Look through the material below and copy every line containing the word "derive".
Top of EXTRACTED ENTRIES
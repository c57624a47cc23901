use std::path::Path;

const DEFAULT: &str = "application/octet-stream";

/// Guesses a `Content-Type` from a file extension.
pub fn from_path(path: &Path) -> &'static str {
    let Some(ext) = path.extension().and_then(|e| e.to_str()) else {
        return DEFAULT;
    };
    match ext.to_ascii_lowercase().as_str() {
        "html" | "htm" => "text/html; charset=utf-8",
        "css" => "text/css; charset=utf-8",
        "js" | "mjs" => "text/javascript; charset=utf-8",
        "json" => "application/json",
        "txt" | "log" => "text/plain; charset=utf-8",
        "csv" => "text/csv; charset=utf-8",
        "xml" => "application/xml",
        "svg" => "image/svg+xml",
        "png" => "image/png",
        "jpg" | "jpeg" => "image/jpeg",
        "gif" => "image/gif",
        "webp" => "image/webp",
        "ico" => "image/x-icon",
        "wasm" => "application/wasm",
        "pdf" => "application/pdf",
        "zip" => "application/zip",
        "gz" => "application/gzip",
        "woff" => "font/woff",
        "woff2" => "font/woff2",
        "mp4" => "video/mp4",
        "mp3" => "audio/mpeg",
        _ => DEFAULT,
    }
}
/// Ordered list of header fields.
///
/// Names are matched case-insensitively. [`Headers::set`] appends, so a name
/// may appear several times; every value stays retrievable through
/// [`Headers::get_all`] in insertion order.
#[derive(Debug, Clone, Default, PartialEq, Eq)]
pub struct Headers {
    fields: Vec<(String, String)>,
}

impl Headers {
    pub fn new() -> Self {
        Self { fields: Vec::new() }
    }

    pub fn from_fields(fields: Vec<(String, String)>) -> Self {
        Self { fields }
    }

    /// Appends a field. Existing fields with the same name are kept.
    pub fn set(&mut self, name: impl Into<String>, value: impl Into<String>) {
        self.fields.push((name.into(), value.into()));
    }

    /// First value for `name`.
    pub fn get(&self, name: &str) -> Option<&str> {
        self.get_all(name).next()
    }

    /// Every value for `name`, in insertion order.
    pub fn get_all<'a, 'n>(
        &'a self,
        name: &'n str,
    ) -> impl Iterator<Item = &'a str> + use<'a, 'n> {
        self.fields
            .iter()
            .filter(move |(k, _)| k.eq_ignore_ascii_case(name))
            .map(|(_, v)| v.as_str())
    }

    pub fn contains(&self, name: &str) -> bool {
        self.get(name).is_some()
    }

    /// Removes every field named `name`, returning how many were dropped.
    pub fn remove(&mut self, name: &str) -> usize {
        let before = self.fields.len();
        self.fields.retain(|(k, _)| !k.eq_ignore_ascii_case(name));
        before - self.fields.len()
    }

    /// True when any value of `name` lists `token` (comma separated,
    /// case-insensitive).
    pub fn has_token(&self, name: &str, token: &str) -> bool {
        self.get_all(name)
            .flat_map(|v| v.split(','))
            .any(|t| t.trim().eq_ignore_ascii_case(token))
    }

    pub fn extend<I>(&mut self, fields: I)
    where
        I: IntoIterator<Item = (String, String)>,
    {
        self.fields.extend(fields);
    }

    pub fn iter(&self) -> impl Iterator<Item = (&str, &str)> {
        self.fields.iter().map(|(k, v)| (k.as_str(), v.as_str()))
    }

    pub fn len(&self) -> usize {
        self.fields.len()
    }

    pub fn is_empty(&self) -> bool {
        self.fields.is_empty()
    }

    pub(crate) fn write_to(&self, buf: &mut Vec<u8>) {
        for (k, v) in &self.fields {
            buf.extend_from_slice(k.as_bytes());
            buf.extend_from_slice(b": ");
            buf.extend_from_slice(v.as_bytes());
            buf.extend_from_slice(b"\r\n");
        }
    }
}

impl<'a> IntoIterator for &'a Headers {
    type Item = (&'a str, &'a str);
    type IntoIter = Box<dyn Iterator<Item = (&'a str, &'a str)> + 'a>;

    fn into_iter(self) -> Self::IntoIter {
        Box::new(self.iter())
    }
}

#[cfg(test)]
mod tests {
    use super::*;

    #[test]
    fn duplicates_keep_insertion_order() {
        let mut headers = Headers::new();
        headers.set("Set-Cookie", "a=1");
        headers.set("X-Other", "x");
        headers.set("set-cookie", "b=2");

        let all: Vec<_> = headers.get_all("SET-COOKIE").collect();
        assert_eq!(all, vec!["a=1", "b=2"]);
        assert_eq!(headers.get("Set-Cookie"), Some("a=1"));

        let names: Vec<_> = headers.iter().map(|(k, _)| k).collect();
        assert_eq!(names, vec!["Set-Cookie", "X-Other", "set-cookie"]);
    }

    #[test]
    fn values_outlive_the_lookup_name() {
        let mut headers = Headers::new();
        headers.set("X-Tag", "a");
        headers.set("X-Tag", "b");

        let (first, all) = {
            let name = String::from("x-tag");
            let all: Vec<&str> = headers.get_all(&name).collect();
            (headers.get(&name), all)
        };
        assert_eq!(first, Some("a"));
        assert_eq!(all, vec!["a", "b"]);
    }

    #[test]
    fn tokens_are_case_insensitive() {
        let mut headers = Headers::new();
        headers.set("Connection", "Keep-Alive, Upgrade");
        assert!(headers.has_token("connection", "keep-alive"));
        assert!(headers.has_token("connection", "upgrade"));
        assert!(!headers.has_token("connection", "close"));
    }

    #[test]
    fn remove_drops_every_value() {
        let mut headers = Headers::new();
        headers.set("A", "1");
        headers.set("a", "2");
        headers.set("B", "3");
        assert_eq!(headers.remove("A"), 2);
        assert_eq!(headers.len(), 1);
    }
}
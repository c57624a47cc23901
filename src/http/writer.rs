use std::fs::File;
use std::io::{self, SeekFrom};

use bytes::{BufMut, Bytes, BytesMut};
use chrono::{DateTime, Utc};
use nix::sys::sendfile::sendfile;
use tokio::io::{AsyncReadExt, AsyncSeekExt, AsyncWrite, AsyncWriteExt, DuplexStream, Interest};
use tokio::net::TcpStream;
use tokio::net::tcp::OwnedWriteHalf;

use crate::http::headers::Headers;
use crate::http::request::Version;
use crate::http::response::Status;

/// Largest single `sendfile` call.
const SENDFILE_CHUNK: usize = 1 << 20;

/// Write side of a connection.
///
/// A sink backed by a real socket exposes it for zero-copy file transfer;
/// anything else gets the buffered copy path.
pub trait Sink: AsyncWrite + Send + Unpin {
    fn socket(&self) -> Option<&TcpStream> {
        None
    }
}

impl Sink for OwnedWriteHalf {
    fn socket(&self) -> Option<&TcpStream> {
        Some(self.as_ref())
    }
}

impl Sink for TcpStream {
    fn socket(&self) -> Option<&TcpStream> {
        Some(self)
    }
}

impl Sink for DuplexStream {}

impl Sink for Vec<u8> {}

/// Frames one chunk of a chunked body.
pub fn chunk_wrap(data: &[u8]) -> Bytes {
    let mut buf = BytesMut::with_capacity(data.len() + 12);
    buf.put_slice(format!("{:X}\r\n", data.len()).as_bytes());
    buf.put_slice(data);
    buf.put_slice(b"\r\n");
    buf.freeze()
}

/// IMF-fixdate, as used by `Date` and `Last-Modified`.
pub fn http_date(at: DateTime<Utc>) -> String {
    at.format("%a, %d %b %Y %H:%M:%S GMT").to_string()
}

pub fn http_date_now() -> String {
    http_date(Utc::now())
}

/// Status line, writer-owned fields, then user headers and the blank line.
pub fn serialize_head(
    version: Version,
    status: &Status,
    extra: &[(&str, &str)],
    headers: &Headers,
) -> Vec<u8> {
    let mut buf = Vec::with_capacity(256);

    let status_line = format!("{} {}\r\n", version, status);
    buf.extend_from_slice(status_line.as_bytes());

    for (k, v) in extra {
        buf.extend_from_slice(k.as_bytes());
        buf.extend_from_slice(b": ");
        buf.extend_from_slice(v.as_bytes());
        buf.extend_from_slice(b"\r\n");
    }
    headers.write_to(&mut buf);

    buf.extend_from_slice(b"\r\n");
    buf
}

/// Sends `length` bytes of `file` starting at `offset`.
///
/// Uses `sendfile(2)` when allowed and the sink is a socket, otherwise copies
/// through a buffer.
pub async fn write_file(
    sink: &mut dyn Sink,
    file: &File,
    offset: u64,
    length: u64,
    zero_copy: bool,
) -> io::Result<()> {
    if length == 0 {
        return Ok(());
    }
    sink.flush().await?;

    if zero_copy {
        if let Some(socket) = sink.socket() {
            return send_file_zero_copy(socket, file, offset, length).await;
        }
    }

    let mut source = tokio::fs::File::from_std(file.try_clone()?);
    source.seek(SeekFrom::Start(offset)).await?;
    let mut limited = source.take(length);
    let copied = tokio::io::copy(&mut limited, sink).await?;
    if copied < length {
        return Err(io::Error::new(
            io::ErrorKind::UnexpectedEof,
            "file shorter than the declared body length",
        ));
    }
    Ok(())
}

async fn send_file_zero_copy(
    socket: &TcpStream,
    file: &File,
    offset: u64,
    length: u64,
) -> io::Result<()> {
    let mut position = offset as nix::libc::off_t;
    let mut remaining = length;

    while remaining > 0 {
        let count = remaining.min(SENDFILE_CHUNK as u64) as usize;
        let sent = socket
            .async_io(Interest::WRITABLE, || {
                sendfile(socket, file, Some(&mut position), count).map_err(io::Error::from)
            })
            .await?;
        if sent == 0 {
            return Err(io::Error::new(
                io::ErrorKind::UnexpectedEof,
                "file shorter than the declared body length",
            ));
        }
        remaining -= sent as u64;
    }
    Ok(())
}
use std::sync::Arc;

use async_trait::async_trait;

use crate::handlers::{Handler, Interrupt};
use crate::http::{Request, Response};

/// Runs members in registration order until one interrupts.
#[derive(Default)]
pub struct ChainHandler {
    handlers: Vec<Arc<dyn Handler>>,
}

impl ChainHandler {
    pub fn new(handlers: Vec<Arc<dyn Handler>>) -> Self {
        Self { handlers }
    }

    pub fn add_handler(&mut self, handler: Arc<dyn Handler>) {
        self.handlers.push(handler);
    }

    pub fn len(&self) -> usize {
        self.handlers.len()
    }

    pub fn is_empty(&self) -> bool {
        self.handlers.is_empty()
    }
}

#[async_trait]
impl Handler for ChainHandler {
    async fn handle(
        &self,
        request: &mut Request<'_>,
        response: &mut Response<'_>,
    ) -> anyhow::Result<Option<Interrupt>> {
        for handler in &self.handlers {
            if let Some(interrupt) = handler.handle(request, response).await? {
                return Ok(Some(interrupt));
            }
        }
        Ok(None)
    }
}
Bottom of EXTRACTED ENTRIES
→ RESPONSE:
#[derive(Debug, Clone, Default, PartialEq, Eq)]
#[derive(Default)]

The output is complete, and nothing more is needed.